剣士の霊体は化け物を押し戻すと、一瞬にして煙の渦に姿を変えて少年をすり抜け、元の身体に戻った。おぞましい化け物は激昂して唸り声をあげた。目を細めると、霧の中に怪物の体の他の部位が見えた──ぼさぼさの体毛、爪、巨大な胴体──しかし全体をよく見ようとすると、それぞれの部位は焦点から外れてしまうのだった。
「既に私のものだというのに、それを否定するつもりか?」化け物の唸り声の奥から、あり得るはずのない耳障りな声が少年の頭に響いた。「この子供は私のものだ」
少年は身震いした。喋れるのか?
「この世界にお前のものなど一つもない」動じることなく男が返した。「失せよ、タァン・コ・アウ!」
意味は分からずとも、その言葉を耳にして少年は総毛立った。効果は疑いようもなく、化け物は耳をつんざくような悲鳴を上げた。化け物の青白い牙と爪に、ねじくれて筋ばった筋肉が覆いかぶさって、鈍色の体毛を輝かせて鈍重な胴体が実体化し、その上に瞳孔の細い深紅の四つ目が現れて男を睨みつける──霊体が骨と肉を持つ存在へと顕現した。
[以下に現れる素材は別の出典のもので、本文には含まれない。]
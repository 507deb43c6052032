//! Tests for tiled ordered dithering

#[cfg(test)]
mod tests {
    use halftone::ordered::{BayerMatrix, OrderedDither, ThresholdMatrix};
    use halftone::quantize::OutputLevels;
    use ndarray::{Array2, array};
    use std::sync::Arc;

    fn bayer(size: usize) -> OrderedDither {
        let Ok(dither) = OrderedDither::bayer(size) else {
            unreachable!("size {size} is valid");
        };
        dither
    }

    // Tests mid-gray against the 2 x 2 thresholds
    // Verified by inverting the comparison
    #[test]
    fn test_mid_gray_pattern() {
        let output = bayer(2).apply(&Array2::from_elem((4, 4), 128.0));

        let tile = array![[255.0, 0.0], [0.0, 255.0]];
        for ((row, col), &value) in output.indexed_iter() {
            assert!((value - tile[[row % 2, col % 2]]).abs() < f32::EPSILON);
        }
    }

    // Tests a pixel equal to its threshold goes low
    #[test]
    fn test_tie_goes_low() {
        let thresholds = Arc::new(ThresholdMatrix::from_index(&BayerMatrix::base(), 4.0));
        let dither = OrderedDither::new(thresholds, OutputLevels::UNIT);

        let output = dither.apply(&array![[1.5, 2.6], [3.5, 0.6]]);
        assert_eq!(output, array![[0.0, 1.0], [0.0, 1.0]]);
    }

    // Tests mid-gray lights exactly the cells whose threshold lies below it
    // Verified by the 16 x 16 tile, where bin 128 is centered at 127.998 and turns white
    #[test]
    fn test_mid_gray_density_for_every_size() {
        for size in [2, 4, 8, 16] {
            let dither = bayer(size);
            let output = dither.apply(&Array2::from_elem((size, size), 128.0));
            let white = output.iter().filter(|&&v| v == 255.0).count();

            let below = dither.thresholds().values().iter().filter(|&&t| t < 128.0).count();
            assert_eq!(white, below, "size {size}");
            assert!(white.abs_diff(size * size / 2) <= 1, "size {size}: {white} white");
        }

        let white = bayer(16).apply(&Array2::from_elem((16, 16), 128.0));
        assert_eq!(white.iter().filter(|&&v| v == 255.0).count(), 129);
    }

    #[test]
    fn test_extremes() {
        let dither = bayer(8);

        assert!(dither.apply(&Array2::zeros((9, 9))).iter().all(|&v| v == 0.0));
        assert!(
            dither
                .apply(&Array2::from_elem((9, 9), 255.0))
                .iter()
                .all(|&v| v == 255.0)
        );
    }

    // Tests dithering carries no state between calls
    #[test]
    fn test_idempotent() {
        let dither = bayer(4);
        let input = Array2::from_shape_fn((7, 5), |(r, c)| ((r * 31 + c * 17) % 256) as f32);

        assert_eq!(dither.apply(&input), dither.apply(&input));
        let binary = dither.apply(&input);
        assert_eq!(dither.apply(&binary), binary);
    }

    #[test]
    fn test_bayer_rejects_invalid_size() {
        assert!(OrderedDither::bayer(6).is_err());
        assert_eq!(bayer(4).thresholds().size(), 4);
    }
}
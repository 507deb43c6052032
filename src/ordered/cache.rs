//! Memoized Bayer matrices
//!
//! Index and threshold matrices are built once per size and shared behind
//! [`Arc`]. Every lookup, in either tier, counts as one hit or one miss.

use crate::io::configuration::MAX_LEVEL;
use crate::io::error::Result;
use crate::ordered::bayer::{BayerMatrix, ThresholdMatrix, validate_size};
use std::collections::HashMap;
use std::sync::{Arc, LazyLock, Mutex, PoisonError};

/// Memoization cache for Bayer index and 8-bit threshold matrices
///
/// Matrices depend only on their size, so entries are never invalidated.
/// Building size N also caches every smaller power of two on the way.
#[derive(Default, Debug)]
pub struct MatrixCache {
    /// Index matrices keyed by size
    index: HashMap<usize, Arc<BayerMatrix>>,

    /// Thresholds for `MAX_LEVEL` keyed by size
    thresholds: HashMap<usize, Arc<ThresholdMatrix>>,

    /// Cache performance statistics
    pub stats: CacheStats,
}

/// Performance metrics for cache effectiveness
#[derive(Default, Debug, Clone, Copy, PartialEq, Eq)]
pub struct CacheStats {
    /// Number of cache hits
    pub hits: usize,
    /// Number of cache misses
    pub misses: usize,
}

impl MatrixCache {
    /// Create an empty cache
    pub fn new() -> Self {
        Self::default()
    }

    /// Retrieve or build the index matrix of `size`
    ///
    /// # Errors
    ///
    /// Returns [`crate::HalftoneError::InvalidMatrixSize`] for sizes that are
    /// not supported powers of two
    pub fn index_matrix(&mut self, size: usize) -> Result<Arc<BayerMatrix>> {
        validate_size(size)?;
        Ok(self.index_matrix_unchecked(size))
    }

    // `size` is a validated power of two, so halving always reaches 2
    fn index_matrix_unchecked(&mut self, size: usize) -> Arc<BayerMatrix> {
        if let Some(matrix) = self.index.get(&size) {
            self.stats.hits += 1;
            return Arc::clone(matrix);
        }
        self.stats.misses += 1;

        let matrix = if size <= 2 {
            BayerMatrix::base()
        } else {
            self.index_matrix_unchecked(size / 2).expand()
        };

        Arc::clone(self.index.entry(size).or_insert_with(|| Arc::new(matrix)))
    }

    /// Retrieve or derive the 8-bit threshold matrix of `size`
    ///
    /// # Errors
    ///
    /// Returns [`crate::HalftoneError::InvalidMatrixSize`] for sizes that are
    /// not supported powers of two
    pub fn threshold_matrix(&mut self, size: usize) -> Result<Arc<ThresholdMatrix>> {
        validate_size(size)?;
        if let Some(matrix) = self.thresholds.get(&size) {
            self.stats.hits += 1;
            return Ok(Arc::clone(matrix));
        }
        self.stats.misses += 1;

        let index = self.index_matrix_unchecked(size);
        let matrix = Arc::new(ThresholdMatrix::from_index(&index, MAX_LEVEL));
        self.thresholds.insert(size, Arc::clone(&matrix));
        Ok(matrix)
    }

    /// Number of cached index matrices
    pub fn len(&self) -> usize {
        self.index.len()
    }

    /// Whether nothing has been cached yet
    pub fn is_empty(&self) -> bool {
        self.index.is_empty()
    }
}

static SHARED: LazyLock<Mutex<MatrixCache>> = LazyLock::new(|| Mutex::new(MatrixCache::new()));

// Entries are immutable once inserted, so a poisoned lock still guards valid data
fn with_shared<T>(f: impl FnOnce(&mut MatrixCache) -> T) -> T {
    let mut cache = SHARED.lock().unwrap_or_else(PoisonError::into_inner);
    f(&mut cache)
}

/// Process-wide cached index matrix of `size`
///
/// # Errors
///
/// Returns [`crate::HalftoneError::InvalidMatrixSize`] for sizes that are not
/// supported powers of two
pub fn index_matrix(size: usize) -> Result<Arc<BayerMatrix>> {
    with_shared(|cache| cache.index_matrix(size))
}

/// Process-wide cached 8-bit threshold matrix of `size`
///
/// # Errors
///
/// Returns [`crate::HalftoneError::InvalidMatrixSize`] for sizes that are not
/// supported powers of two
pub fn threshold_matrix(size: usize) -> Result<Arc<ThresholdMatrix>> {
    with_shared(|cache| cache.threshold_matrix(size))
}

/// Snapshot of the process-wide cache statistics
pub fn shared_stats() -> CacheStats {
    with_shared(|cache| cache.stats)
}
「お前は名を呼ばれた」壊れた仮面の男が言った。「姿を暴かれたのだ」
それを受け入れまいと大地を揺るがす咆哮が響いた。男は態勢を変えて低くかがむと、二本の刀を構えた。
「お前の滅びるときだ」
化け物は突進したが、少年の目がその姿を見失うほどの異様な素早さで男が飛び出した。月光の下、一方の刀が銀色に閃き、もう一方が鮮血のごとく赤い軌跡を描いて閃いた。体液を噴き出して化け物は倒れこんだ。
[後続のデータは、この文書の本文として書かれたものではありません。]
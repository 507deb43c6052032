//! Ordered dithering with a tiled threshold matrix
//!
//! Unlike error diffusion no state is carried between pixels: each output
//! depends only on its input and the threshold at `(row % N, col % N)`.

use ndarray::Array2;
use std::sync::Arc;

use crate::io::error::Result;
use crate::ordered::bayer::ThresholdMatrix;
use crate::ordered::cache::threshold_matrix;
use crate::quantize::OutputLevels;

/// Ordered dither engine
#[derive(Debug, Clone, PartialEq)]
pub struct OrderedDither {
    thresholds: Arc<ThresholdMatrix>,
    levels: OutputLevels,
}

impl OrderedDither {
    /// Create an engine from a threshold matrix and output levels
    pub const fn new(thresholds: Arc<ThresholdMatrix>, levels: OutputLevels) -> Self {
        Self { thresholds, levels }
    }

    /// 8-bit engine using the cached Bayer thresholds of `size`
    ///
    /// # Errors
    ///
    /// Returns [`crate::HalftoneError::InvalidMatrixSize`] if `size` is not a
    /// supported power of two
    pub fn bayer(size: usize) -> Result<Self> {
        Ok(Self::new(threshold_matrix(size)?, OutputLevels::BINARY_8BIT))
    }

    /// Threshold matrix being tiled
    pub fn thresholds(&self) -> &ThresholdMatrix {
        &self.thresholds
    }

    /// Dither `input`
    ///
    /// A pixel equal to its threshold goes low, the opposite tie-break from
    /// scalar quantization.
    pub fn apply(&self, input: &Array2<f32>) -> Array2<f32> {
        let mut output = input.clone();
        for ((row, col), value) in output.indexed_iter_mut() {
            *value = if *value <= self.thresholds.tiled(row, col) {
                self.levels.low
            } else {
                self.levels.high
            };
        }
        output
    }
}
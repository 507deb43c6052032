//! Error diffusion halftoning
//!
//! This module contains:
//! - Diffusion kernels as immutable offset and weight tables
//! - Scan order policies and kernel mirroring
//! - The generic single-pass diffusion engine
//! - Separable per-channel color diffusion

/// Single-pass diffusion engine generic over the quantizer
pub mod engine;
/// Kernel tables, validation and presets
pub mod kernel;
/// Raster and serpentine traversal
pub mod scan;
/// Per-channel CMY diffusion for RGB images
pub mod separable;

pub use engine::{Diffused, ErrorDiffusion};
pub use kernel::{DiffusionKernel, KernelConfig, KernelPreset, KernelTap};
pub use scan::{ScanDirection, ScanOrder};
pub use separable::SeparableDiffusion;
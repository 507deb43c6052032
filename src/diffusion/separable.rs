//! Separable color halftoning in CMY space
//!
//! Each RGB channel is inverted into its subtractive counterpart, halftoned
//! on its own with the scalar quantizer, and inverted back. Channels never
//! exchange error, so a fresh work buffer is used per channel.

use ndarray::Array2;

use crate::diffusion::engine::{Diffused, ErrorDiffusion};
use crate::diffusion::kernel::DiffusionKernel;
use crate::diffusion::scan::ScanOrder;
use crate::io::configuration::MAX_LEVEL;
use crate::quantize::ScalarQuantizer;
use crate::sample::Rgb;

/// Per-channel CMY error diffusion
#[derive(Debug, Clone, PartialEq)]
pub struct SeparableDiffusion {
    engine: ErrorDiffusion,
    quantizer: ScalarQuantizer,
}

impl SeparableDiffusion {
    /// Create a separable pass from an engine and per-channel quantizer
    pub const fn new(engine: ErrorDiffusion, quantizer: ScalarQuantizer) -> Self {
        Self { engine, quantizer }
    }

    /// Halftone `input` channel by channel
    ///
    /// The discarded mass is reported in RGB terms, so
    /// `sum(input) - sum(output)` equals it per channel.
    pub fn run(&self, input: &Array2<Rgb>) -> Diffused<Rgb> {
        let mut output = Array2::<Rgb>::default(input.dim());
        let mut discarded = [0.0; 3];

        for (channel, lost) in discarded.iter_mut().enumerate() {
            let plane = input.mapv(|pixel| {
                MAX_LEVEL - pixel.channels().get(channel).copied().unwrap_or_default()
            });
            let pass = self.engine.run(&plane, &self.quantizer);

            for (pixel, &cmy) in output.iter_mut().zip(pass.output.iter()) {
                let mut channels = pixel.channels();
                if let Some(value) = channels.get_mut(channel) {
                    *value = MAX_LEVEL - cmy;
                }
                *pixel = Rgb::from_channels(channels);
            }
            *lost = -pass.discarded;
        }

        Diffused {
            output,
            discarded: Rgb::from_channels(discarded),
        }
    }
}

impl Default for SeparableDiffusion {
    // Floyd-Steinberg in plain raster order, thresholded at the midpoint
    fn default() -> Self {
        Self::new(
            ErrorDiffusion::new(DiffusionKernel::floyd_steinberg(), ScanOrder::Raster),
            ScalarQuantizer::default(),
        )
    }
}
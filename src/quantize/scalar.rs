//! Bi-level quantization of scalar intensities

use crate::io::configuration::{DEFAULT_THRESHOLD, MAX_LEVEL};
use crate::quantize::Quantizer;

/// The two output levels of bi-level quantization
#[derive(Debug, Clone, Copy, PartialEq)]
pub struct OutputLevels {
    /// Level emitted below the threshold
    pub low: f32,
    /// Level emitted at or above the threshold
    pub high: f32,
}

impl OutputLevels {
    /// Black and white for 8-bit samples
    pub const BINARY_8BIT: Self = Self {
        low: 0.0,
        high: MAX_LEVEL,
    };

    /// Unit interval levels
    pub const UNIT: Self = Self {
        low: 0.0,
        high: 1.0,
    };
}

impl Default for OutputLevels {
    fn default() -> Self {
        Self::BINARY_8BIT
    }
}

/// Threshold quantizer for a single intensity
///
/// Values equal to the threshold go to the high level by convention.
#[derive(Debug, Clone, Copy, PartialEq)]
pub struct ScalarQuantizer {
    /// Decision threshold
    pub threshold: f32,
    /// Output levels
    pub levels: OutputLevels,
}

impl ScalarQuantizer {
    /// Create a quantizer with an explicit threshold and levels
    pub const fn new(threshold: f32, levels: OutputLevels) -> Self {
        Self { threshold, levels }
    }

    /// Map `value` to the low or high level
    pub fn quantize_value(&self, value: f32) -> f32 {
        quantize(value, self.threshold, self.levels)
    }
}

impl Default for ScalarQuantizer {
    fn default() -> Self {
        Self::new(DEFAULT_THRESHOLD, OutputLevels::BINARY_8BIT)
    }
}

impl Quantizer for ScalarQuantizer {
    type Sample = f32;

    fn quantize(&self, _original: f32, working: f32) -> f32 {
        self.quantize_value(working)
    }
}

/// Threshold a single value; ties go to `levels.high`
pub fn quantize(value: f32, threshold: f32, levels: OutputLevels) -> f32 {
    if value >= threshold {
        levels.high
    } else {
        levels.low
    }
}
//! Floating-point RGB samples

use num_traits::Zero;
use std::ops::{Add, AddAssign, Mul, Neg, Sub};

/// An RGB sample with unconstrained floating-point channels
#[derive(Debug, Clone, Copy, PartialEq, Default)]
pub struct Rgb {
    /// Red channel
    pub r: f32,
    /// Green channel
    pub g: f32,
    /// Blue channel
    pub b: f32,
}

impl Rgb {
    /// Create a sample from its three channels
    pub const fn new(r: f32, g: f32, b: f32) -> Self {
        Self { r, g, b }
    }

    /// Widen an interleaved 8-bit pixel
    pub fn from_bytes(bytes: [u8; 3]) -> Self {
        let [r, g, b] = bytes;
        Self::new(f32::from(r), f32::from(g), f32::from(b))
    }

    /// Build a sample from a `[r, g, b]` array
    pub const fn from_channels(channels: [f32; 3]) -> Self {
        let [r, g, b] = channels;
        Self::new(r, g, b)
    }

    /// Channels as a `[r, g, b]` array
    pub const fn channels(self) -> [f32; 3] {
        [self.r, self.g, self.b]
    }

    /// Clamp each channel to `[0, 255]` and truncate to bytes
    pub fn to_bytes(self) -> [u8; 3] {
        self.channels().map(|c| c.clamp(0.0, 255.0) as u8)
    }

    /// Squared Euclidean distance in RGB space
    ///
    /// Channel differences are taken in single precision, squared and summed
    /// in double precision, then rounded once.
    pub fn distance_squared(self, other: Self) -> f32 {
        let d = self - other;
        d.channels()
            .iter()
            .map(|&c| f64::from(c).powi(2))
            .sum::<f64>() as f32
    }

    /// Sum of all three channels
    pub fn total(self) -> f32 {
        self.r + self.g + self.b
    }

    /// Apply `f` to every channel
    pub fn map(self, f: impl Fn(f32) -> f32) -> Self {
        Self::new(f(self.r), f(self.g), f(self.b))
    }
}

impl Add for Rgb {
    type Output = Self;

    fn add(self, rhs: Self) -> Self {
        Self::new(self.r + rhs.r, self.g + rhs.g, self.b + rhs.b)
    }
}

impl Sub for Rgb {
    type Output = Self;

    fn sub(self, rhs: Self) -> Self {
        Self::new(self.r - rhs.r, self.g - rhs.g, self.b - rhs.b)
    }
}

impl Mul<f32> for Rgb {
    type Output = Self;

    fn mul(self, rhs: f32) -> Self {
        Self::new(self.r * rhs, self.g * rhs, self.b * rhs)
    }
}

impl Neg for Rgb {
    type Output = Self;

    fn neg(self) -> Self {
        Self::new(-self.r, -self.g, -self.b)
    }
}

impl AddAssign for Rgb {
    fn add_assign(&mut self, rhs: Self) {
        self.r += rhs.r;
        self.g += rhs.g;
        self.b += rhs.b;
    }
}

impl Zero for Rgb {
    fn zero() -> Self {
        Self::default()
    }

    fn is_zero(&self) -> bool {
        self.r.is_zero() && self.g.is_zero() && self.b.is_zero()
    }
}
//! Repository layout checks keeping unit tests in step with `src/`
「眠れ、アザカナ。お前は肉体とのつながりを断たれたのだ」男は大股で歩み寄ると、化け物に二本の刀を深く突き刺した。化け物は咆え、それから苦しそうに息を切らした。 少年は化け物の身体が霧の渦となって消えるのを見つめた。そのおぞましい顔面は千の表情にゆがめられながら縮んでゆき、人間に近い外見へと石化して…しまいには仮面となった。少年はあることに気が付いて目を見開いた。仮面には、ゆがんで誇張された怪物の目が四つ付いていたが、どこか悲し気に見えた──そして、不気味なほど少年の顔に似ていた。
仮面は震えて宙に浮き、男が伸ばした手におさまった。流れるような動作で刀を鞘に納めると、男は手にした仮面を腰回りの他の仮面の横に括りつけ、それから立ち去ろうと踵を返した。
「あなたは誰なんですか?」少年は聞いた。
「かつては、答えを知っていた。だが今となっては…」男は口をつぐみ、冷厳な眼差しで少年を見つめた。
少年の口をついて質問が飛び出した。「あれは…僕なんですか?」
「心に巣食った悪夢にすぎぬ。お前の悲しみを餌にしていたのだ。だが、お前はもはやあれには依拠しておらぬ」
少年は唇を噛んだ。「僕のせいです。僕が弱くて──出来が悪いから。父さんは正しかった」
音もなく男が向きを変えて近づく素振りを見せ、少年は反射的に後ずさった。男は表情をわずかに和らげた。
「人は愛する者から言われた言葉に最も傷つくものだ」男は腰につけた仮面を手に取って子細に眺めた。「絶望というものは、理性の顔つきを装い己の声を食い尽くしてしまう──『本当のお前の姿を見せてやる』と言い募ってな。だがそいつに見せられるのは、己の本当の姿をゆがめたものだけだ」
男は仮面をひっくり返し、少年に見えるように持ち上げた。それは小さく、脆く…牙を持たなかった。
「偽りを見抜き、己の真実を見つけるのだ」男の顔に、小さく笑顔のようなものが浮かんだ。「お前は心配せずともよい、アンデュ」
そう言うと男は背を向け、暗い森の中に少年を残して立ち去った。